Et tant ressemble au vent ma plainte

Que les chiens n'ont pas aboyé. 

Jean-Aubert Loranger, Les Atmosphères

***

Sur le parvis de l'église, nous avons échangé nos petites joies et nos lourdes peines trop longtemps contenues. Méfions-nous de l'apparente sérénité, des rires qui se veulent rassurants et surtout des longs silences résignés. Plongés dans la douleur, il arrive que nous retenions notre souffle dans la crainte de nous y noyer. Le contraire est aussi possible: nous tâchons de sourire et nous parlons d'abondance pour étouffer le cri qui monte parce que nous savons qu'il brûlera l'espoir.

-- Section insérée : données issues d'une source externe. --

// file: src/models/evaluation.rs
// description: scheduled assessment events tied to a course, faculty member, room and time

use crate::scheduling::TimeInterval;
use chrono::{NaiveDate, NaiveTime};
use serde::{Deserialize, Serialize};

#[derive(Debug, Clone, PartialEq, Serialize, Deserialize)]
pub struct Evaluation {
    pub evaluation_id: String,
    pub title: String,
    #[serde(default)]
    pub description: String,
    #[serde(default)]
    pub subject: String,
    #[serde(rename = "type", default)]
    pub kind: String,
    pub date: NaiveDate,
    pub start_time: NaiveTime,
    pub end_time: NaiveTime,
    #[serde(default)]
    pub course_id: Option<String>,
    pub faculty_id: String,
    #[serde(default)]
    pub room_id: Option<String>,
    #[serde(default)]
    pub created_by: Option<String>,
    #[serde(default)]
    pub is_published: bool,
}

impl Evaluation {
    pub fn interval(&self) -> TimeInterval {
        TimeInterval::on(self.date, self.start_time, self.end_time)
    }
}

#[derive(Debug, Clone, PartialEq, Serialize)]
pub struct NewEvaluation {
    pub title: String,
    pub description: String,
    pub subject: String,
    #[serde(rename = "type")]
    pub kind: String,
    pub date: NaiveDate,
    pub start_time: NaiveTime,
    pub end_time: NaiveTime,
    #[serde(skip_serializing_if = "Option::is_none")]
    pub course_id: Option<String>,
    pub faculty_id: String,
    #[serde(skip_serializing_if = "Option::is_none")]
    pub room_id: Option<String>,
    pub created_by: String,
    pub is_published: bool,
}

impl NewEvaluation {
    pub fn interval(&self) -> TimeInterval {
        TimeInterval::on(self.date, self.start_time, self.end_time)
    }
}

#[cfg(test)]
mod tests {
    use super::*;

    #[test]
    fn test_evaluation_decodes_postgres_types() {
        let row = r#"{
            "evaluation_id": "e1",
            "title": "Quiz 1",
            "type": "quiz",
            "date": "2025-03-04",
            "start_time": "10:00:00",
            "end_time": "11:00:00",
            "faculty_id": "f1"
        }"#;
        let evaluation: Evaluation = serde_json::from_str(row).unwrap();
        assert_eq!(evaluation.kind, "quiz");
        assert!(!evaluation.is_published);
        assert_eq!(evaluation.interval().duration_minutes(), 60);
    }

    #[test]
    fn test_new_evaluation_wire_shape() {
        let draft = NewEvaluation {
            title: "Mid Sem".to_string(),
            description: String::new(),
            subject: "Algorithms".to_string(),
            kind: "exam".to_string(),
            date: NaiveDate::from_ymd_opt(2025, 3, 6).unwrap(),
            start_time: NaiveTime::from_hms_opt(14, 0, 0).unwrap(),
            end_time: NaiveTime::from_hms_opt(16, 0, 0).unwrap(),
            course_id: None,
            faculty_id: "f1".to_string(),
            room_id: None,
            created_by: "f1".to_string(),
            is_published: false,
        };
        let json = serde_json::to_value(&draft).unwrap();
        assert_eq!(json["type"], "exam");
        assert_eq!(json["date"], "2025-03-06");
        assert_eq!(json["start_time"], "14:00:00");
        assert!(json.get("course_id").is_none());
    }
}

Nous aurions bien besoin d'un minimum de recueillement, mais l'étourdissant bruit médiatique, Facebook, les textos, les caméras et micros placés sous notre nez cherchent l'émotion, quitte, parfois, à la mettre en scène. Nous errons comme des âmes en peine, déconnectés de notre souffrance. Combien de temps encore avant l'implosion du coeur, avant le moment d'après?

Les évacués et sinistrés qui ont vécu l'invasion médiatique et la promiscuité des dortoirs le savent d'expérience. Le bonheur est fait de petites choses et d'habitudes: de l'odeur du café, du journal sur la table, d'une cuvette propre et fraîche, du ronronnement du frigo, d'un collet de mousse sur la bière et de rencontres fortuites au bureau de poste, à l'épicerie ou à la pharmacie. Certains se seraient surpris à rêver à la tondeuse importune du voisin, tôt le dimanche matin, ou à la musique tonitruante des ados d'en face. Bref, à la vie d'avant. C'est bête: le bonheur, comme la santé, se réalise une fois perdu.

Une grand-mère à sa petite-fille, le jour de son mariage: «Écoute bien les cloches. Elles sonnent trois fois pour toi dans ta vie. À ta naissance où tu n'en prends pas conscience ni n'en gardes le souvenir, à tes funérailles où tu ne peux entendre la peine qu'elles se donnent et à ton mariage.»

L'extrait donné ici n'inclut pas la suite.